Des millions de personnes au Soudan du Sud ont été exposées à plusieurs reprises à des événements traumatisants. MSF a été témoin d'une augmentation des tentatives de suicide et a travaillé avec des patients aux prises avec un trouble de stress post-traumatique.

Vivre dans la peur

« La chose la plus difficile en tant que Sud-Soudanais, c'est la peur. Les gens dorment dans la peur. Donc cela crée beaucoup de traumatismes parce que les gens ne sont pas libres malgré l’indépendance », un membre du personnel MSF, Mundri, août 2019.

L'impact des conflits prolongés et des crises humanitaires répétées au Soudan du Sud est aggravé par un système de santé faible, chroniquement sous-financé, détruit dans de nombreuses régions et largement négligé dans d'autres.

En 2020, sur environ 2 300 établissements de santé, plus de 1 300 étaient non fonctionnels. Moins de la moitié (44 %) de la population totale et seulement 32 % des personnes déplacées à l'intérieur du pays vivent à moins de cinq kilomètres d'un établissement de santé fonctionnel.

Crises humanitaires persistantes

Malgré un accord de paix en 2018 qui a mis fin à cinq ans de guerre civile et la formation d'un gouvernement unifié au début de l'année 2020, la situation reste instable dans de nombreuses régions. En 2019, le Soudan du Sud a connu une résurgence de conflits internes et de combats entre factions, qui se sont  intensifiés en 2020 et 2021.

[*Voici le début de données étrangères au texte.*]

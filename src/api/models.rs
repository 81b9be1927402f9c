use crate::db::operations::models::TaskFilters;
use crate::db::operations::tasks::NewTask;
use crate::db::operations::tasks::TaskUpdate;
use crate::db::types::RoleType;
use crate::db::types::TaskPriority;
use crate::db::types::TaskStatus;
use crate::error::ServiceError;
use chrono::NaiveDate;
use chrono::NaiveDateTime;
use serde::Deserialize;
use uuid::Uuid;

#[derive(Deserialize)]
pub struct CreateGroupRequest {
    #[serde(default)]
    pub name: Option<String>,
}

#[derive(Deserialize)]
pub struct CreateSubUserRequest {
    #[serde(rename = "parentId")]
    pub parent_uuid: Uuid,
    #[serde(rename = "userId")]
    pub user_uuid: Uuid,
    #[serde(rename = "groupId")]
    pub group_id: i32,
    #[serde(default)]
    pub role: RoleType,
}

#[derive(Deserialize)]
pub struct DeleteSubUserRequest {
    #[serde(rename = "parentId")]
    pub parent_uuid: Uuid,
    #[serde(rename = "subUserId")]
    pub sub_user_uuid: Uuid,
}

#[derive(Deserialize)]
pub struct InviteUserRequest {
    #[serde(rename = "GroupId")]
    pub group_id: i32,
    // The inviter always resolves from the session, the body field is
    // accepted for wire compatibility only.
    #[serde(rename = "inviterId", default)]
    pub inviter_uuid: Option<Uuid>,
}

#[derive(Deserialize)]
pub struct NewTaskRequest {
    #[serde(rename = "TaskName", default)]
    pub task_name: Option<String>,
    #[serde(rename = "Priority", default)]
    pub priority: Option<TaskPriority>,
    #[serde(rename = "DeadLine", default)]
    pub deadline: Option<NaiveDateTime>,
    #[serde(rename = "Status", default)]
    pub status: Option<TaskStatus>,
    #[serde(rename = "groupId", default)]
    pub group_id: Option<i32>,
    #[serde(rename = "parentId", default)]
    pub parent_uuid: Option<Uuid>,
    #[serde(rename = "userId", default)]
    pub user_uuid: Option<Uuid>,
}

impl NewTaskRequest {
    /// Mirrors the all-fields-required contract of the create endpoint.
    pub fn validated(self) -> Result<NewTask, ServiceError> {
        match (
            self.task_name.filter(|n| !n.trim().is_empty()),
            self.priority,
            self.deadline,
            self.status,
            self.group_id,
            self.parent_uuid,
            self.user_uuid,
        ) {
            (
                Some(task_name),
                Some(priority),
                Some(deadline),
                Some(status),
                Some(group_id),
                Some(parent_uuid),
                Some(user_uuid),
            ) => Ok(NewTask {
                task_name,
                priority,
                deadline,
                status,
                group_id,
                parent_uuid,
                user_uuid,
            }),
            _ => Err(ServiceError::MissingTaskFields),
        }
    }
}

#[derive(Deserialize)]
pub struct UpdateTaskRequest {
    pub id: i32,
    #[serde(rename = "TaskName", default)]
    pub task_name: Option<String>,
    #[serde(rename = "Priority", default)]
    pub priority: Option<TaskPriority>,
    #[serde(rename = "DeadLine", default)]
    pub deadline: Option<NaiveDateTime>,
    #[serde(rename = "Status", default)]
    pub status: Option<TaskStatus>,
}

impl From<UpdateTaskRequest> for TaskUpdate {
    fn from(r: UpdateTaskRequest) -> Self {
        TaskUpdate {
            task_name: r.task_name,
            priority: r.priority,
            deadline: r.deadline,
            status: r.status,
        }
    }
}

#[derive(Deserialize)]
pub struct TaskQuery {
    #[serde(default)]
    pub status: Option<TaskStatus>,
    #[serde(default)]
    pub priority: Option<TaskPriority>,
    #[serde(rename = "startDate", default)]
    pub start_date: Option<NaiveDate>,
    #[serde(rename = "endDate", default)]
    pub end_date: Option<NaiveDate>,
}

impl From<TaskQuery> for TaskFilters {
    fn from(q: TaskQuery) -> Self {
        TaskFilters {
            status: q.status,
            priority: q.priority,
            start: q.start_date.map(|d| d.and_hms(0, 0, 0)),
            end: q.end_date.map(|d| d.and_hms(0, 0, 0)),
        }
    }
}
use crate::db::internal;
use crate::db::logs::log_comment_body;
use crate::db::logs::LogContext;
use crate::db::model::GroupMember;
use crate::db::model::SubUser;
use crate::db::types::*;
use crate::db::Pool;
use crate::error::ServiceError;
use crate::rules::engine::CREATE_SUB_USER;
use crate::rules::engine::DELETE_SUB_USER;
use crate::rules::RuleContext;
use crate::user::User;
use diesel::Connection;
use failure::Error;
use log::info;
use uuid::Uuid;

/// Grafts `user` below `parent`, one level deeper, writing both the flat
/// membership row and the tree edge in one transaction.
pub fn create_sub_user(
    pool: &Pool,
    parent_uuid: Uuid,
    user_uuid: Uuid,
    group_id: i32,
    role: RoleType,
) -> Result<(SubUser, GroupMember), Error> {
    let connection = pool.get()?;
    if internal::user::user_profile_by_uuid_maybe(&connection, &parent_uuid)?.is_none()
        || internal::user::user_profile_by_uuid_maybe(&connection, &user_uuid)?.is_none()
        || internal::group::get_group_maybe(&connection, group_id)?.is_none()
    {
        return Err(ServiceError::SubUserEntitiesMissing.into());
    }
    CREATE_SUB_USER.run(&RuleContext::minimal(pool, group_id, &parent_uuid))?;
    let parent = internal::member::get_membership(&connection, group_id, &parent_uuid)?
        .ok_or(ServiceError::SubUserEntitiesMissing)?;
    let level = parent.level + 1;
    let created = connection.transaction::<(SubUser, GroupMember), Error, _>(|| {
        let edge = internal::subuser::add_edge(
            &connection,
            group_id,
            parent_uuid,
            user_uuid,
            RoleType::SubUser,
            level,
        )?;
        let membership =
            internal::member::add_to_group(&connection, group_id, user_uuid, parent_uuid, role, level)?;
        let log_ctx = LogContext::with(group_id, parent_uuid).with_user(user_uuid);
        internal::log::db_log(
            &connection,
            &log_ctx,
            LogTargetType::SubUser,
            LogOperationType::Created,
            None,
        );
        Ok((edge, membership))
    })?;
    info!(
        "added sub user {} below {} in group {} at level {}",
        user_uuid, parent_uuid, group_id, level
    );
    Ok(created)
}

/// Removes the edge, the matching membership rows, and the sub-user's
/// tasks within the group. Allowed for peers of the target and anyone
/// above them.
pub fn delete_sub_user(
    pool: &Pool,
    host: &User,
    group_id: i32,
    parent_uuid: Uuid,
    sub_user_uuid: Uuid,
) -> Result<(), Error> {
    let connection = pool.get()?;
    internal::group::get_group(&connection, group_id)?;
    let edge = internal::subuser::get_edge(&connection, group_id, &parent_uuid, &sub_user_uuid)?
        .ok_or(ServiceError::SubUserNotFound)?;
    DELETE_SUB_USER.run(&RuleContext::minimal_with_member_uuid(
        pool,
        group_id,
        &host.user_uuid,
        &sub_user_uuid,
    ))?;
    connection.transaction::<(), Error, _>(|| {
        internal::subuser::delete_edge(&connection, edge.id)?;
        internal::member::remove_matching(&connection, group_id, &parent_uuid, &sub_user_uuid)?;
        internal::task::delete_tasks_for_user_in_group(&connection, group_id, &sub_user_uuid)?;
        let log_ctx = LogContext::with(group_id, host.user_uuid).with_user(sub_user_uuid);
        internal::log::db_log(
            &connection,
            &log_ctx,
            LogTargetType::SubUser,
            LogOperationType::Deleted,
            log_comment_body("sub user, membership and tasks"),
        );
        Ok(())
    })?;
    info!(
        "removed sub user {} below {} from group {}",
        sub_user_uuid, parent_uuid, group_id
    );
    Ok(())
}
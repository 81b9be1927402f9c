use actix_web::dev::HttpServiceFactory;
use actix_web::web;
use actix_web::HttpResponse;

async fn healthz() -> HttpResponse {
    HttpResponse::Ok().finish()
}

pub fn healthz_app() -> impl HttpServiceFactory {
    web::resource("/healthz").route(web::get().to(healthz))
}
use crate::db::model::InsertSubUser;
use crate::db::model::SubUser;
use crate::db::schema;
use crate::db::types::RoleType;
use crate::error::ServiceError;
use diesel::prelude::*;
use diesel::result::DatabaseErrorKind;
use diesel::result::Error as DieselError;
use failure::Error;
use uuid::Uuid;

pub fn add_edge(
    connection: &PgConnection,
    group_id: i32,
    parent_uuid: Uuid,
    user_uuid: Uuid,
    role: RoleType,
    level: i32,
) -> Result<SubUser, Error> {
    let edge = InsertSubUser {
        group_id,
        parent_uuid,
        user_uuid,
        role,
        level,
    };
    match diesel::insert_into(schema::sub_users::table)
        .values(&edge)
        .get_result::<SubUser>(connection)
    {
        Err(DieselError::DatabaseError(DatabaseErrorKind::UniqueViolation, _)) => {
            Err(ServiceError::AlreadyMember.into())
        }
        result => result.map_err(Into::into),
    }
}

pub fn get_edge(
    connection: &PgConnection,
    group_id: i32,
    parent_uuid: &Uuid,
    user_uuid: &Uuid,
) -> Result<Option<SubUser>, Error> {
    schema::sub_users::table
        .filter(schema::sub_users::group_id.eq(group_id))
        .filter(schema::sub_users::parent_uuid.eq(parent_uuid))
        .filter(schema::sub_users::user_uuid.eq(user_uuid))
        .first::<SubUser>(connection)
        .optional()
        .map_err(Into::into)
}

pub fn edges_for_group(connection: &PgConnection, group_id: i32) -> Result<Vec<SubUser>, Error> {
    schema::sub_users::table
        .filter(schema::sub_users::group_id.eq(group_id))
        .order_by(schema::sub_users::level.asc())
        .then_order_by(schema::sub_users::added_ts.asc())
        .get_results(connection)
        .map_err(Into::into)
}

pub fn delete_edge(connection: &PgConnection, sub_user_id: i32) -> Result<usize, Error> {
    diesel::delete(schema::sub_users::table)
        .filter(schema::sub_users::sub_user_id.eq(sub_user_id))
        .execute(connection)
        .map_err(Into::into)
}

pub fn delete_all_for_group(connection: &PgConnection, group_id: i32) -> Result<usize, Error> {
    diesel::delete(schema::sub_users::table)
        .filter(schema::sub_users::group_id.eq(group_id))
        .execute(connection)
        .map_err(Into::into)
}
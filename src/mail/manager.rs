use crate::mail::send::EmailSender;
#[cfg(all(not(test), not(feature = "local")))]
use crate::mail::send::SesSender;
use crate::mail::Email;
#[cfg(all(not(test), not(feature = "local")))]
use crate::mail::Message;
use actix_rt::Arbiter;
#[cfg(all(not(test), not(feature = "local")))]
use lazy_static::lazy_static;
use log::error;

#[cfg(all(not(test), not(feature = "local")))]
lazy_static! {
    static ref MAIL_MAN: MailMan<SesSender> = MailMan::default();
}

#[cfg(all(not(test), not(feature = "local")))]
pub fn send_email(to: &str, from: &str, message: Message) {
    MAIL_MAN.send(Email::with(to.to_owned(), from.to_owned(), message));
}

#[cfg(any(test, feature = "local"))]
pub fn send_email(_: &str, _: &str, _: crate::mail::Message) {}

pub struct MailMan<T: EmailSender> {
    pub arbiter: Arbiter,
    pub sender: T,
}

impl<T: EmailSender> Default for MailMan<T> {
    fn default() -> Self {
        MailMan {
            arbiter: Arbiter::default(),
            sender: T::default(),
        }
    }
}

impl<T: EmailSender> MailMan<T> {
    pub fn send(&self, e: Email) {
        let s = self.sender.clone();
        let f = Box::pin(async move {
            if let Err(e) = s.send_email(e).await {
                error!("Error sending email: {}", e);
            }
        });
        self.arbiter.send(f)
    }
}
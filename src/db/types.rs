use serde::Deserialize;
use serde::Serialize;
use std::fmt;

#[derive(Clone, Copy, DbEnum, Debug, Deserialize, PartialEq, Serialize)]
#[DieselType = "Role_type"]
#[serde(rename_all = "camelCase")]
pub enum RoleType {
    Creator,
    Member,
    SubUser,
}

impl Default for RoleType {
    fn default() -> Self {
        Self::SubUser
    }
}

#[derive(Clone, Copy, DbEnum, Debug, Deserialize, PartialEq, Serialize)]
#[DieselType = "Task_priority"]
pub enum TaskPriority {
    Low,
    High,
}

impl fmt::Display for TaskPriority {
    fn fmt(&self, f: &mut fmt::Formatter) -> fmt::Result {
        match self {
            TaskPriority::Low => write!(f, "Low"),
            TaskPriority::High => write!(f, "High"),
        }
    }
}

#[derive(Clone, Copy, DbEnum, Debug, Deserialize, PartialEq, Serialize)]
#[DieselType = "Task_status"]
pub enum TaskStatus {
    Pending,
    InProgress,
    Completed,
    Blocked,
}

#[derive(Clone, Copy, DbEnum, Debug, Deserialize, PartialEq, Serialize)]
#[DieselType = "Invite_status"]
#[serde(rename_all = "lowercase")]
pub enum InviteStatus {
    Pending,
    Accepted,
    Expired,
}

#[derive(Clone, Copy, DbEnum, Debug, Deserialize, PartialEq, Serialize)]
#[DieselType = "Log_target_type"]
pub enum LogTargetType {
    Group,
    Membership,
    SubUser,
    Task,
    Invite,
}

#[derive(Clone, Copy, DbEnum, Debug, Deserialize, PartialEq, Serialize)]
#[DieselType = "Log_operation_type"]
pub enum LogOperationType {
    Created,
    Deleted,
    Updated,
}
use crate::db::model::InsertTask;
use crate::db::model::Task;
use crate::db::model::TaskChangeset;
use crate::db::operations::models::TaskFilters;
use crate::db::schema;
use diesel::prelude::*;
use failure::Error;
use uuid::Uuid;

pub fn add_task(connection: &PgConnection, task: &InsertTask) -> Result<Task, Error> {
    diesel::insert_into(schema::tasks::table)
        .values(task)
        .get_result::<Task>(connection)
        .map_err(Into::into)
}

pub fn get_task(connection: &PgConnection, task_id: i32) -> Result<Option<Task>, Error> {
    schema::tasks::table
        .filter(schema::tasks::task_id.eq(task_id))
        .first::<Task>(connection)
        .optional()
        .map_err(Into::into)
}

pub fn update_task(
    connection: &PgConnection,
    task_id: i32,
    changeset: &TaskChangeset,
) -> Result<Task, Error> {
    diesel::update(schema::tasks::table.filter(schema::tasks::task_id.eq(task_id)))
        .set(changeset)
        .get_result::<Task>(connection)
        .map_err(Into::into)
}

pub fn delete_task(connection: &PgConnection, task_id: i32) -> Result<usize, Error> {
    diesel::delete(schema::tasks::table)
        .filter(schema::tasks::task_id.eq(task_id))
        .execute(connection)
        .map_err(Into::into)
}

/// Deadline-ascending, High priority first within a deadline.
pub fn tasks_for_user(
    connection: &PgConnection,
    user_uuid: &Uuid,
    filters: &TaskFilters,
) -> Result<Vec<Task>, Error> {
    use schema::tasks as t;
    let mut query = t::table.filter(t::user_uuid.eq(user_uuid)).into_boxed();
    if let Some(status) = filters.status {
        query = query.filter(t::status.eq(status));
    }
    if let Some(priority) = filters.priority {
        query = query.filter(t::priority.eq(priority));
    }
    if let Some(start) = filters.start {
        query = query.filter(t::created.ge(start));
    }
    if let Some(end) = filters.end {
        query = query.filter(t::created.lt(end));
    }
    query
        .order_by(t::deadline.asc())
        .then_order_by(t::priority.desc())
        .get_results(connection)
        .map_err(Into::into)
}

pub fn all_tasks_for_user(connection: &PgConnection, user_uuid: &Uuid) -> Result<Vec<Task>, Error> {
    schema::tasks::table
        .filter(schema::tasks::user_uuid.eq(user_uuid))
        .get_results(connection)
        .map_err(Into::into)
}

pub fn tasks_for_user_in_group(
    connection: &PgConnection,
    group_id: i32,
    user_uuid: &Uuid,
) -> Result<Vec<Task>, Error> {
    schema::tasks::table
        .filter(schema::tasks::group_id.eq(group_id))
        .filter(schema::tasks::user_uuid.eq(user_uuid))
        .order_by(schema::tasks::deadline.asc())
        .get_results(connection)
        .map_err(Into::into)
}

pub fn delete_tasks_for_group(connection: &PgConnection, group_id: i32) -> Result<usize, Error> {
    diesel::delete(schema::tasks::table)
        .filter(schema::tasks::group_id.eq(group_id))
        .execute(connection)
        .map_err(Into::into)
}

pub fn delete_tasks_for_user_in_group(
    connection: &PgConnection,
    group_id: i32,
    user_uuid: &Uuid,
) -> Result<usize, Error> {
    diesel::delete(schema::tasks::table)
        .filter(schema::tasks::group_id.eq(group_id))
        .filter(schema::tasks::user_uuid.eq(user_uuid))
        .execute(connection)
        .map_err(Into::into)
}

Aujourd'hui, 8,3 millions de personnes, soit plus des deux tiers de la population – auraient un besoin urgent d'assistance et de protection humanitaires. Près de 2,2 millions de Sud-Soudanais se sont réfugiés dans les pays voisins. Plus de 1,6 million de personnes sont encore déplacées à l'intérieur du pays. Le Soudan du Sud reste l'un des pays d’action prioritaire pour MSF.